- _Exercise description_
Wherever the line with "let heatmap = CorrelationHeatmap::from_matrix(&matrix);" sits in the listing below, transcribe from it up to and including the line with "fn missing_report_matches_table_missing_count() ->", exactly, and leave the remaining lines out.

- _Dataset content_
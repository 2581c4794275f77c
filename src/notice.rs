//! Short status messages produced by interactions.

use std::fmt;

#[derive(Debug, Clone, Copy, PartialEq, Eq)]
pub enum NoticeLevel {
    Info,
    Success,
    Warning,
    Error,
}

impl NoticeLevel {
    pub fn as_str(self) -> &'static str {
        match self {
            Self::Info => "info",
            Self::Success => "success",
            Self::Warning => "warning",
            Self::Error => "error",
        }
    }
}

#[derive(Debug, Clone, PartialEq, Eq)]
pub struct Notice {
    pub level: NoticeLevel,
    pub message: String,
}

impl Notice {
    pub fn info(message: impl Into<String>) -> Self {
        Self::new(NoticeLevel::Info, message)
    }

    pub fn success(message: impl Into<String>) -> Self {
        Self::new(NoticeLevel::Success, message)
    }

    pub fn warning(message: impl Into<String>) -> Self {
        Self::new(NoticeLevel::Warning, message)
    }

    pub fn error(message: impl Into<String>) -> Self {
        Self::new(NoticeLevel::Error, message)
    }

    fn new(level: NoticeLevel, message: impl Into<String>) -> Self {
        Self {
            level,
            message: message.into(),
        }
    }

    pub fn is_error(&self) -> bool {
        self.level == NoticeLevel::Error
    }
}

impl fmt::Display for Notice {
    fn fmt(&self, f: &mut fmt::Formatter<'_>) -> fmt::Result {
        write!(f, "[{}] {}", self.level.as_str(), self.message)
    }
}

* * *

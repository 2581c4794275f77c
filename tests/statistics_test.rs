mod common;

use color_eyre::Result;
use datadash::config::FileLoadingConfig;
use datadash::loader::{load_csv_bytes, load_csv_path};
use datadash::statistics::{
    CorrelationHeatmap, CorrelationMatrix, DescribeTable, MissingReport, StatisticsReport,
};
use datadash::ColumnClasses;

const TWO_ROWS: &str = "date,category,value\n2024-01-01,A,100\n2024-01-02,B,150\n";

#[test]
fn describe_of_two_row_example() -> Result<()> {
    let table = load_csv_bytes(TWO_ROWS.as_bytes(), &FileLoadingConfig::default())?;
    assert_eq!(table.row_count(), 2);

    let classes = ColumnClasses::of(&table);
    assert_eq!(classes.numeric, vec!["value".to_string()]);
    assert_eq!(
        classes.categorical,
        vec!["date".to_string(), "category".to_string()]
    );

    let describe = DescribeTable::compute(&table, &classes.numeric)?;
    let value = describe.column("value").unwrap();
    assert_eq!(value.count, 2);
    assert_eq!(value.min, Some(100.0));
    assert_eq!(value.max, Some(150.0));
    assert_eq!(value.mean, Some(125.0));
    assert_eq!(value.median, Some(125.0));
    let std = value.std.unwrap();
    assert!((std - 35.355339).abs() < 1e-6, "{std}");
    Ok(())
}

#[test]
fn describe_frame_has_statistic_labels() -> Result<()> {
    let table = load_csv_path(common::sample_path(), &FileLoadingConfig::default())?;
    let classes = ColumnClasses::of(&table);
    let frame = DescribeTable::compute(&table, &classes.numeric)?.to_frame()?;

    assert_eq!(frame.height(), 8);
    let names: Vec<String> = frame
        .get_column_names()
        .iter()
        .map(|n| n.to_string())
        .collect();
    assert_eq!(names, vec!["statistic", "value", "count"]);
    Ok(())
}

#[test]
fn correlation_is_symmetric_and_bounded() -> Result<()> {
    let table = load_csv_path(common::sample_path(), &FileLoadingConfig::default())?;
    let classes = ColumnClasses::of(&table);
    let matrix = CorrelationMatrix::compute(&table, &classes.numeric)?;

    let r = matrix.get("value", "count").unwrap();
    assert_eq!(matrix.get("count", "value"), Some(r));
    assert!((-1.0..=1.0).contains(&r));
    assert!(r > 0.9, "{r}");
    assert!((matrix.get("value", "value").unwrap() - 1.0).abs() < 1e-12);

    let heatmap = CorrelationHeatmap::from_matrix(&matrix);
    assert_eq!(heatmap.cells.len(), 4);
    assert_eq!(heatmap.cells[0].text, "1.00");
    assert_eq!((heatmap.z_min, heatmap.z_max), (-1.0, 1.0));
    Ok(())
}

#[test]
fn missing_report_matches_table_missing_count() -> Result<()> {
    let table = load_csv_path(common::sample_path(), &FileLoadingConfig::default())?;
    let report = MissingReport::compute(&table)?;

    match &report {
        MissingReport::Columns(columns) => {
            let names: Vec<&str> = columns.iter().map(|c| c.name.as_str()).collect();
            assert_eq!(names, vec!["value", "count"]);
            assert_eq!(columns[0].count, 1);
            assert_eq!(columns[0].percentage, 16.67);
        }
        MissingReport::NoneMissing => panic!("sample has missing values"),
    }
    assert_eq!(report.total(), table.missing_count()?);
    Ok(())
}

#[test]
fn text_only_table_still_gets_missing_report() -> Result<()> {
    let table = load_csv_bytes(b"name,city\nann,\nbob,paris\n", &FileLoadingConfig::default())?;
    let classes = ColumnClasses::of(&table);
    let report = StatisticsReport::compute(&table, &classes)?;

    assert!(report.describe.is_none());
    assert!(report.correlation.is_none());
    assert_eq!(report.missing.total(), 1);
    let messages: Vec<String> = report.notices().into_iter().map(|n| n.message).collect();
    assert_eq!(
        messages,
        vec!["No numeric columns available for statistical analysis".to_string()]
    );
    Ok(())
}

---

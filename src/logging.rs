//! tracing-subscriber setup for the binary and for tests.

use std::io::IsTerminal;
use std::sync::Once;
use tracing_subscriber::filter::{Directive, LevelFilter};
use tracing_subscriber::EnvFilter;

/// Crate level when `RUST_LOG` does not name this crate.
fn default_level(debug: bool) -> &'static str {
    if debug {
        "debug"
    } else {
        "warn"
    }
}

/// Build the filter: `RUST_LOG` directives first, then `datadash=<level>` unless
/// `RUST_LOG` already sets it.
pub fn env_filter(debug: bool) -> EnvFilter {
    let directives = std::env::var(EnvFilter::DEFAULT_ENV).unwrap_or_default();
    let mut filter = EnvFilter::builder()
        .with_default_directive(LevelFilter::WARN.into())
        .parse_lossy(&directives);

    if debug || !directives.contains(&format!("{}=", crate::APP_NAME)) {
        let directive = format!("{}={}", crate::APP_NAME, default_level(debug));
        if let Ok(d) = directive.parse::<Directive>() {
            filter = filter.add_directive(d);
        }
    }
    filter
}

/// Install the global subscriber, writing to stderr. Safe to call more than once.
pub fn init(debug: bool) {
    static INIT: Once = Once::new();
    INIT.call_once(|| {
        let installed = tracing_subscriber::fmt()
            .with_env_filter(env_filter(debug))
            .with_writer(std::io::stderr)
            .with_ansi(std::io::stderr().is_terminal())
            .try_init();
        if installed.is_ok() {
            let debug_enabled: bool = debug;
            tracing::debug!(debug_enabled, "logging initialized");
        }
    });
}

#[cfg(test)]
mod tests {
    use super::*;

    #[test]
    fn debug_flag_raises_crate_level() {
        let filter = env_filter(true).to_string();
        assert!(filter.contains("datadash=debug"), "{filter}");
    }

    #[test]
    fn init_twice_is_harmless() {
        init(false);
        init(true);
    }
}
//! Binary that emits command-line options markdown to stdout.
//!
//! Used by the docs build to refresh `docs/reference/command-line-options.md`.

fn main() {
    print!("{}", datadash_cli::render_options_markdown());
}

- _Solution to this problem_
    let heatmap = CorrelationHeatmap::from_matrix(&matrix);
    assert_eq!(heatmap.cells.len(), 4);
    assert_eq!(heatmap.cells[0].text, "1.00");
    assert_eq!((heatmap.z_min, heatmap.z_max), (-1.0, 1.0));
    Ok(())
}

#[test]
fn missing_report_matches_table_missing_count() -> Result<()> {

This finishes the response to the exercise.